▶ [Excerpted records]:
┄┄┄┄┄┄┄┄┄┄┄┄┄┄┄┄┄┄┄┄

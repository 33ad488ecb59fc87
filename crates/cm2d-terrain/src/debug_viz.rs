//! Debug raster output for terrain grids.
//!
//! Provides [`DebugImage`] and renderers that turn elevation, slope, and biome
//! grids into RGBA previews. The demo binary writes these out as PNG files.

mod image;
mod renderers;

pub use self::image::DebugImage;
pub use renderers::{biome_color, height_to_gray, render_biome_map, render_grayscale};
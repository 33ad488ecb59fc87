//! High-level terrain pipeline.
//!
//! [`TerrainGenerator`] holds only a seed, a size, and tuning parameters. Every
//! call rebuilds its noise generators from the seed, so repeated calls with the
//! same arguments produce bit-identical grids.

use std::time::Instant;

use crate::biome::{BiomeGrid, BiomeThresholds};
use crate::elevation::ElevationGrid;
use crate::erosion::ErosionParams;
use crate::error::TerrainError;
use crate::noise::{FractalNoise, FractalParams, NoiseKind, PerlinNoise};
use crate::seed::{MOISTURE_SEED_SALT, TEMPERATURE_SEED_SALT, derive_seed};

/// Octaves used for the temperature and moisture fields.
pub const CLIMATE_OCTAVES: u32 = 4;

/// Temperature and moisture fields, each normalized to `[0, 1]`.
#[derive(Clone, Debug, PartialEq)]
pub struct ClimateMaps {
    pub temperature: ElevationGrid,
    pub moisture: ElevationGrid,
}

/// Seeded generator for elevation, climate, and biome grids of a fixed size.
#[derive(Clone, Debug)]
pub struct TerrainGenerator {
    width: u32,
    height: u32,
    seed: u32,
    basis: NoiseKind,
    lacunarity: f32,
    persistence: f32,
    erosion: ErosionParams,
    thresholds: BiomeThresholds,
}

impl TerrainGenerator {
    /// A Perlin-based generator with default tuning.
    pub fn new(width: u32, height: u32, seed: u32) -> Self {
        let fractal = FractalParams::default();
        Self {
            width,
            height,
            seed,
            basis: NoiseKind::default(),
            lacunarity: fractal.lacunarity,
            persistence: fractal.persistence,
            erosion: ErosionParams::default(),
            thresholds: BiomeThresholds::default(),
        }
    }

    /// Use `basis` for the elevation field.
    pub fn with_basis(mut self, basis: NoiseKind) -> Self {
        self.basis = basis;
        self
    }

    /// Octave frequency and amplitude multipliers for the elevation field.
    pub fn with_fractal(mut self, lacunarity: f32, persistence: f32) -> Self {
        self.lacunarity = lacunarity;
        self.persistence = persistence;
        self
    }

    pub fn with_erosion(mut self, erosion: ErosionParams) -> Self {
        self.erosion = erosion;
        self
    }

    pub fn with_thresholds(mut self, thresholds: BiomeThresholds) -> Self {
        self.thresholds = thresholds;
        self
    }

    pub fn seed(&self) -> u32 {
        self.seed
    }

    pub fn set_seed(&mut self, seed: u32) {
        self.seed = seed;
    }

    pub fn width(&self) -> u32 {
        self.width
    }

    pub fn height(&self) -> u32 {
        self.height
    }

    pub fn dimensions(&self) -> (u32, u32) {
        (self.width, self.height)
    }

    pub fn basis(&self) -> NoiseKind {
        self.basis
    }

    pub fn erosion(&self) -> &ErosionParams {
        &self.erosion
    }

    pub fn thresholds(&self) -> &BiomeThresholds {
        &self.thresholds
    }

    fn blank_field(&self) -> Result<ElevationGrid, TerrainError> {
        ElevationGrid::new(self.width, self.height).ok_or(TerrainError::EmptyGrid {
            width: self.width,
            height: self.height,
        })
    }

    /// fBm elevation over the configured basis, normalized to `[0, 1]`.
    ///
    /// `scale` is the number of base-frequency noise units across the grid
    /// width, so the same value gives the same features at any resolution.
    ///
    /// # Errors
    ///
    /// [`TerrainError::EmptyGrid`] if either dimension is zero.
    pub fn generate_quick(&self, scale: f32, octaves: u32) -> Result<ElevationGrid, TerrainError> {
        let _span =
            tracing::debug_span!("generate_quick", seed = self.seed, basis = %self.basis).entered();
        let start = Instant::now();

        let mut elevation = self.blank_field()?;
        let fbm = FractalNoise::new(
            self.basis.build(self.seed),
            FractalParams {
                octaves,
                lacunarity: self.lacunarity,
                persistence: self.persistence,
            },
        );
        elevation.generate_from_noise(&fbm, scale / self.width as f32, 0.0, 0.0);

        if let Some((min, max)) = elevation.min_max() {
            tracing::debug!(min, max, "raw elevation range");
        }
        elevation.normalize(0.0, 1.0);

        tracing::debug!(
            width = self.width,
            height = self.height,
            octaves = fbm.octaves(),
            elapsed_ms = start.elapsed().as_secs_f64() * 1000.0,
            "elevation generated"
        );
        Ok(elevation)
    }

    /// [`generate_quick`](Self::generate_quick) followed by erosion.
    ///
    /// Half of `erosion_iterations` go to thermal erosion and half to hydraulic
    /// erosion, in that order, after which the grid is normalized again.
    pub fn generate_detailed(
        &self,
        scale: f32,
        octaves: u32,
        erosion_iterations: u32,
    ) -> Result<ElevationGrid, TerrainError> {
        let mut elevation = self.generate_quick(scale, octaves)?;
        if erosion_iterations == 0 {
            return Ok(elevation);
        }

        let _span = tracing::debug_span!("erosion", seed = self.seed, erosion_iterations).entered();
        let start = Instant::now();

        let half = erosion_iterations / 2;
        self.erosion.apply(&mut elevation, half, half);
        elevation.normalize(0.0, 1.0);

        tracing::debug!(
            elapsed_ms = start.elapsed().as_secs_f64() * 1000.0,
            "erosion finished"
        );
        Ok(elevation)
    }

    /// Temperature and moisture fields for this seed.
    ///
    /// Each is 4-octave Perlin fBm seeded from [`derive_seed`] with its own
    /// salt, then normalized to `[0, 1]`.
    pub fn generate_climate(
        &self,
        temperature_scale: f32,
        moisture_scale: f32,
    ) -> Result<ClimateMaps, TerrainError> {
        let _span = tracing::debug_span!("generate_climate", seed = self.seed).entered();

        let temperature = self.climate_field(TEMPERATURE_SEED_SALT, temperature_scale)?;
        let moisture = self.climate_field(MOISTURE_SEED_SALT, moisture_scale)?;
        Ok(ClimateMaps {
            temperature,
            moisture,
        })
    }

    fn climate_field(&self, salt: u32, scale: f32) -> Result<ElevationGrid, TerrainError> {
        let mut field = self.blank_field()?;
        let fbm = FractalNoise::with_octaves(
            PerlinNoise::new(derive_seed(self.seed, salt)),
            CLIMATE_OCTAVES,
        );
        field.generate_from_noise(&fbm, scale / self.width as f32, 0.0, 0.0);
        field.normalize(0.0, 1.0);
        Ok(field)
    }

    /// Classify `elevation` against freshly generated climate fields.
    ///
    /// # Errors
    ///
    /// [`TerrainError::DimensionMismatch`] if `elevation` is not this
    /// generator's size, and [`TerrainError::EmptyGrid`] if that size is empty.
    pub fn generate_biomes(
        &self,
        elevation: &ElevationGrid,
        temperature_scale: f32,
        moisture_scale: f32,
    ) -> Result<BiomeGrid, TerrainError> {
        if elevation.dimensions() != self.dimensions() {
            return Err(TerrainError::DimensionMismatch {
                expected: self.dimensions(),
                found: elevation.dimensions(),
            });
        }

        let climate = self.generate_climate(temperature_scale, moisture_scale)?;

        let _span = tracing::debug_span!("classify_biomes", seed = self.seed).entered();
        let biomes = BiomeGrid::classify_with(
            &self.thresholds,
            elevation,
            Some(&climate.temperature),
            Some(&climate.moisture),
        )?;

        if tracing::enabled!(tracing::Level::DEBUG) {
            let mut histogram: Vec<_> = biomes.histogram().into_iter().collect();
            histogram.sort_unstable();
            tracing::debug!(?histogram, "biomes classified");
        }
        Ok(biomes)
    }
}
//! Fractal Brownian motion (fBm) compositor.
//!
//! Sums several octaves of a base generator, each at a higher frequency and a
//! lower amplitude than the last, and divides by the total amplitude so the
//! result stays in roughly the same `[-1, 1]` range as the base.

use serde::{Deserialize, Serialize};

use super::NoiseGenerator;

/// Octave layout for [`FractalNoise`].
#[derive(Clone, Copy, Debug, PartialEq, Serialize, Deserialize)]
pub struct FractalParams {
    /// Number of octaves to sum. Values below 1 are treated as 1.
    pub octaves: u32,
    /// Frequency multiplier between successive octaves. Default: 2.0.
    pub lacunarity: f32,
    /// Amplitude multiplier between successive octaves. Default: 0.5.
    pub persistence: f32,
}

impl Default for FractalParams {
    fn default() -> Self {
        Self {
            octaves: 6,
            lacunarity: 2.0,
            persistence: 0.5,
        }
    }
}

/// fBm over a base generator `N`.
///
/// The compositor owns `N`. To share a generator instead, instantiate with a
/// reference: `FractalNoise<&PerlinNoise>` borrows the base for its lifetime.
#[derive(Clone, Debug)]
pub struct FractalNoise<N> {
    base: N,
    params: FractalParams,
}

impl<N: NoiseGenerator> FractalNoise<N> {
    /// Wrap `base` with the given octave layout.
    pub fn new(base: N, params: FractalParams) -> Self {
        let params = FractalParams {
            octaves: params.octaves.max(1),
            ..params
        };
        Self { base, params }
    }

    /// Wrap `base` with `octaves` octaves and the default lacunarity and persistence.
    pub fn with_octaves(base: N, octaves: u32) -> Self {
        Self::new(
            base,
            FractalParams {
                octaves,
                ..FractalParams::default()
            },
        )
    }

    /// Sum of the per-octave amplitudes, used as the divisor in
    /// [`generate`](NoiseGenerator::generate).
    pub fn max_amplitude(&self) -> f32 {
        let mut sum = 0.0;
        let mut amp = 1.0;
        for _ in 0..self.params.octaves {
            sum += amp;
            amp *= self.params.persistence;
        }
        sum
    }

    /// The base generator.
    pub fn base(&self) -> &N {
        &self.base
    }

    /// Unwrap into the base generator.
    pub fn into_base(self) -> N {
        self.base
    }

    /// Current octave layout.
    pub fn params(&self) -> &FractalParams {
        &self.params
    }

    pub fn octaves(&self) -> u32 {
        self.params.octaves
    }

    pub fn lacunarity(&self) -> f32 {
        self.params.lacunarity
    }

    pub fn persistence(&self) -> f32 {
        self.params.persistence
    }

    pub fn set_octaves(&mut self, octaves: u32) {
        self.params.octaves = octaves.max(1);
    }

    pub fn set_lacunarity(&mut self, lacunarity: f32) {
        self.params.lacunarity = lacunarity;
    }

    pub fn set_persistence(&mut self, persistence: f32) {
        self.params.persistence = persistence;
    }
}

impl<N: NoiseGenerator> NoiseGenerator for FractalNoise<N> {
    fn seed(&self) -> u32 {
        self.base.seed()
    }

    fn generate(&self, x: f32, y: f32) -> f32 {
        let mut total = 0.0;
        let mut amplitude = 1.0;
        let mut frequency = 1.0;
        let mut max_value = 0.0;

        for _ in 0..self.params.octaves {
            total += self.base.generate(x * frequency, y * frequency) * amplitude;

            max_value += amplitude;
            amplitude *= self.params.persistence;
            frequency *= self.params.lacunarity;
        }

        total / max_value
    }
}
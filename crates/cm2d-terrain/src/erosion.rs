//! Thermal and hydraulic erosion over an [`ElevationGrid`].
//!
//! Both models visit interior cells in raster order and move material from a
//! cell to one chosen neighbour, so the sum of all cells is preserved. Border
//! cells are never sources but can receive material.
//!
//! With [`ErosionSweep::InPlace`] later cells see the transfers made earlier in
//! the same pass. [`ErosionSweep::Buffered`] instead decides every transfer from
//! a snapshot taken at the start of the iteration.

use serde::{Deserialize, Serialize};

use crate::elevation::ElevationGrid;

/// Height difference a slope may hold before thermal erosion moves material.
pub const DEFAULT_TALUS_ANGLE: f32 = 0.7;
/// Fraction of the drop to the lowest neighbour carried per hydraulic step.
pub const DEFAULT_HYDRAULIC_STRENGTH: f32 = 0.1;
/// Share of the excess actually transferred by either model.
pub const EROSION_TRANSFER_FACTOR: f32 = 0.5;

/// How an erosion pass reads the cells it is updating.
#[derive(Clone, Copy, Debug, Default, PartialEq, Eq, Serialize, Deserialize)]
pub enum ErosionSweep {
    /// Mutate the grid while sweeping; results depend on visit order.
    #[default]
    InPlace,
    /// Read from a per-iteration snapshot and apply all transfers at the end.
    Buffered,
}

/// Erosion settings used by [`crate::TerrainGenerator::generate_detailed`].
#[derive(Clone, Copy, Debug, PartialEq, Serialize, Deserialize)]
#[serde(default)]
pub struct ErosionParams {
    pub talus_angle: f32,
    pub hydraulic_strength: f32,
    pub sweep: ErosionSweep,
}

impl Default for ErosionParams {
    fn default() -> Self {
        Self {
            talus_angle: DEFAULT_TALUS_ANGLE,
            hydraulic_strength: DEFAULT_HYDRAULIC_STRENGTH,
            sweep: ErosionSweep::default(),
        }
    }
}

impl ErosionParams {
    /// Run `thermal_iterations` thermal passes followed by `hydraulic_iterations`
    /// hydraulic passes.
    pub fn apply(
        &self,
        grid: &mut ElevationGrid,
        thermal_iterations: u32,
        hydraulic_iterations: u32,
    ) {
        tracing::debug!(
            thermal_iterations,
            hydraulic_iterations,
            sweep = ?self.sweep,
            "applying erosion"
        );
        grid.apply_thermal_erosion_with(thermal_iterations, self.talus_angle, self.sweep);
        grid.apply_hydraulic_erosion_with(
            hydraulic_iterations,
            self.hydraulic_strength,
            self.sweep,
        );
    }
}

/// A single material transfer: `amount` leaves `from` and lands on `to`.
#[derive(Clone, Copy, Debug)]
struct Transfer {
    from: usize,
    to: usize,
    amount: f32,
}

/// Steepest-drop rule over the 4-neighbours, checked up, down, left, right.
fn thermal_transfer(
    heights: &[f32],
    idx: usize,
    width: usize,
    talus_angle: f32,
) -> Option<Transfer> {
    let h = heights[idx];
    let mut max_diff = 0.0;
    let mut target = idx;

    for n in [idx - width, idx + width, idx - 1, idx + 1] {
        let diff = h - heights[n];
        if diff > max_diff {
            max_diff = diff;
            target = n;
        }
    }

    (max_diff > talus_angle).then(|| Transfer {
        from: idx,
        to: target,
        amount: EROSION_TRANSFER_FACTOR * (max_diff - talus_angle),
    })
}

/// Lowest-neighbour rule over the 8-neighbours, checked row by row.
fn hydraulic_transfer(
    heights: &[f32],
    idx: usize,
    width: usize,
    strength: f32,
) -> Option<Transfer> {
    let h = heights[idx];
    let mut min_height = h;
    let mut target = idx;

    for row in [idx - width, idx, idx + width] {
        for n in [row - 1, row, row + 1] {
            if n == idx {
                continue;
            }
            if heights[n] < min_height {
                min_height = heights[n];
                target = n;
            }
        }
    }

    (target != idx).then(|| Transfer {
        from: idx,
        to: target,
        amount: (h - min_height) * strength * EROSION_TRANSFER_FACTOR,
    })
}

impl ElevationGrid {
    /// Thermal erosion with an in-place sweep.
    pub fn apply_thermal_erosion(&mut self, iterations: u32, talus_angle: f32) {
        self.apply_thermal_erosion_with(iterations, talus_angle, ErosionSweep::InPlace);
    }

    /// Hydraulic erosion with an in-place sweep.
    pub fn apply_hydraulic_erosion(&mut self, iterations: u32, strength: f32) {
        self.apply_hydraulic_erosion_with(iterations, strength, ErosionSweep::InPlace);
    }

    /// Thermal erosion: each interior cell sheds
    /// `0.5 * (drop - talus_angle)` onto its steepest-downhill 4-neighbour
    /// when that drop exceeds `talus_angle`.
    pub fn apply_thermal_erosion_with(
        &mut self,
        iterations: u32,
        talus_angle: f32,
        sweep: ErosionSweep,
    ) {
        self.erode(iterations, sweep, |heights, idx, width| {
            thermal_transfer(heights, idx, width, talus_angle)
        });
    }

    /// Hydraulic erosion: each interior cell sends
    /// `0.5 * strength * (h - lowest)` to its lowest 8-neighbour, if any is lower.
    pub fn apply_hydraulic_erosion_with(
        &mut self,
        iterations: u32,
        strength: f32,
        sweep: ErosionSweep,
    ) {
        self.erode(iterations, sweep, |heights, idx, width| {
            hydraulic_transfer(heights, idx, width, strength)
        });
    }

    fn erode<F>(&mut self, iterations: u32, sweep: ErosionSweep, rule: F)
    where
        F: Fn(&[f32], usize, usize) -> Option<Transfer>,
    {
        let (w, h) = (self.width() as usize, self.height() as usize);
        if w < 3 || h < 3 {
            return;
        }

        let data = self.as_grid_mut().data_mut();
        let mut snapshot = match sweep {
            ErosionSweep::InPlace => Vec::new(),
            ErosionSweep::Buffered => vec![0.0; data.len()],
        };

        for _ in 0..iterations {
            match sweep {
                ErosionSweep::InPlace => {
                    for y in 1..h - 1 {
                        for x in 1..w - 1 {
                            if let Some(t) = rule(data, y * w + x, w) {
                                data[t.from] -= t.amount;
                                data[t.to] += t.amount;
                            }
                        }
                    }
                }
                ErosionSweep::Buffered => {
                    snapshot.copy_from_slice(data);
                    for y in 1..h - 1 {
                        for x in 1..w - 1 {
                            if let Some(t) = rule(&snapshot, y * w + x, w) {
                                data[t.from] -= t.amount;
                                data[t.to] += t.amount;
                            }
                        }
                    }
                }
            }
        }
    }
}

#[cfg(test)]
mod tests {
    use super::*;
    use crate::noise::{FractalNoise, PerlinNoise};

    const EPSILON: f32 = 1e-5;

    fn spike() -> ElevationGrid {
        let mut grid = ElevationGrid::new(5, 5).unwrap();
        grid.set(2, 2, 10.0);
        grid
    }

    /// 5x3 grid whose middle row climbs 0, 2, 4, 6, 8 between walls of 100.
    fn staircase() -> ElevationGrid {
        let mut grid = ElevationGrid::filled(5, 3, 100.0).unwrap();
        for x in 0..5 {
            grid.set(x, 1, x as f32 * 2.0);
        }
        grid
    }

    fn rough_terrain() -> ElevationGrid {
        let fbm = FractalNoise::with_octaves(PerlinNoise::new(7), 6);
        let mut grid = ElevationGrid::new(32, 32).unwrap();
        grid.generate_from_noise(&fbm, 0.2, 0.0, 0.0);
        grid.normalize(0.0, 4.0);
        grid
    }

    fn assert_close(actual: Option<f32>, expected: f32) {
        let actual = actual.unwrap();
        assert!((actual - expected).abs() < EPSILON, "expected {expected}, got {actual}");
    }

    #[test]
    fn test_thermal_spike_sheds_to_first_steepest_neighbour() {
        let mut grid = spike();
        grid.apply_thermal_erosion(1, DEFAULT_TALUS_ANGLE);

        // All four drops are equal, so "up" wins.
        assert_close(grid.get(2, 2), 5.35);
        assert_close(grid.get(2, 1), 4.65);
        assert_eq!(grid.get(2, 3), Some(0.0));
        assert!((grid.total() - 10.0).abs() < 1e-4);
        assert!(grid.max_adjacent_difference() <= 10.0);
    }

    #[test]
    fn test_thermal_below_talus_is_noop() {
        let mut grid = ElevationGrid::new(6, 6).unwrap();
        for y in 0..6 {
            for x in 0..6 {
                grid.set(x, y, (x + y) as f32 * 0.5);
            }
        }
        let before = grid.clone();
        grid.apply_thermal_erosion(10, DEFAULT_TALUS_ANGLE);
        assert_eq!(grid, before);
    }

    #[test]
    fn test_hydraulic_picks_first_lowest_neighbour() {
        let mut grid = ElevationGrid::filled(3, 3, 0.5).unwrap();
        grid.set(1, 1, 1.0);
        grid.set(0, 0, 0.2);
        grid.set(2, 2, 0.2);
        grid.apply_hydraulic_erosion(1, DEFAULT_HYDRAULIC_STRENGTH);

        assert_close(grid.get(1, 1), 0.96);
        assert_close(grid.get(0, 0), 0.24);
        assert_eq!(grid.get(2, 2), Some(0.2));
    }

    #[test]
    fn test_flat_grid_is_stable() {
        let mut grid = ElevationGrid::filled(8, 8, 0.4).unwrap();
        let before = grid.clone();
        grid.apply_thermal_erosion(5, DEFAULT_TALUS_ANGLE);
        grid.apply_hydraulic_erosion(5, DEFAULT_HYDRAULIC_STRENGTH);
        assert_eq!(grid, before);
    }

    #[test]
    fn test_small_grids_are_untouched() {
        let mut grid = ElevationGrid::new(2, 9).unwrap();
        grid.set(0, 4, 50.0);
        let before = grid.clone();
        grid.apply_thermal_erosion(3, 0.0);
        grid.apply_hydraulic_erosion(3, 1.0);
        assert_eq!(grid, before);

        let mut empty = ElevationGrid::empty();
        empty.apply_thermal_erosion(3, 0.0);
        assert!(empty.is_empty());
    }

    #[test]
    fn test_mass_conservation() {
        for sweep in [ErosionSweep::InPlace, ErosionSweep::Buffered] {
            let mut grid = rough_terrain();
            let before = grid.total();
            grid.apply_thermal_erosion_with(20, 0.05, sweep);
            grid.apply_hydraulic_erosion_with(20, 0.5, sweep);
            let after = grid.total();
            assert!(
                (after - before).abs() < 1e-2,
                "{sweep:?}: total drifted from {before} to {after}"
            );
        }
    }

    #[test]
    fn test_buffered_sweep_reads_snapshot() {
        let mut buffered = staircase();
        buffered.apply_thermal_erosion_with(1, DEFAULT_TALUS_ANGLE, ErosionSweep::Buffered);
        assert_close(buffered.get(0, 1), 0.65);
        assert_close(buffered.get(1, 1), 2.0);
        assert_close(buffered.get(2, 1), 4.0);
        assert_close(buffered.get(3, 1), 5.35);
        assert_eq!(buffered.get(4, 1), Some(8.0));

        // In place, cell 1 has already been lowered when cell 2 is visited.
        let mut in_place = staircase();
        in_place.apply_thermal_erosion(1, DEFAULT_TALUS_ANGLE);
        assert_close(in_place.get(1, 1), 2.325);
        assert_close(in_place.get(2, 1), 4.1625);
        assert_close(in_place.get(3, 1), 4.8625);
    }

    #[test]
    fn test_params_apply_uses_configured_sweep() {
        let params = ErosionParams {
            sweep: ErosionSweep::Buffered,
            ..ErosionParams::default()
        };
        let mut via_params = rough_terrain();
        params.apply(&mut via_params, 3, 4);

        let mut direct = rough_terrain();
        direct.apply_thermal_erosion_with(3, DEFAULT_TALUS_ANGLE, ErosionSweep::Buffered);
        direct.apply_hydraulic_erosion_with(4, DEFAULT_HYDRAULIC_STRENGTH, ErosionSweep::Buffered);
        assert_eq!(via_params, direct);
    }

    #[test]
    fn test_zero_iterations_is_noop() {
        let mut grid = rough_terrain();
        let before = grid.clone();
        ErosionParams::default().apply(&mut grid, 0, 0);
        assert_eq!(grid, before);
    }

    #[test]
    fn test_default_params() {
        let params = ErosionParams::default();
        assert_eq!(params.talus_angle, 0.7);
        assert_eq!(params.hydraulic_strength, 0.1);
        assert_eq!(params.sweep, ErosionSweep::InPlace);
    }
}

┄┄┄┄┄┄┄┄┄┄┄┄┄┄┄┄┄┄┄┄

Locate the word "used" in the data above. Copy every line carrying it.

▶ [Expected output]:
/// Octaves used for the temperature and moisture fields.
    /// Sum of the per-octave amplitudes, used as the divisor in
/// Erosion settings used by [`crate::TerrainGenerator::generate_detailed`].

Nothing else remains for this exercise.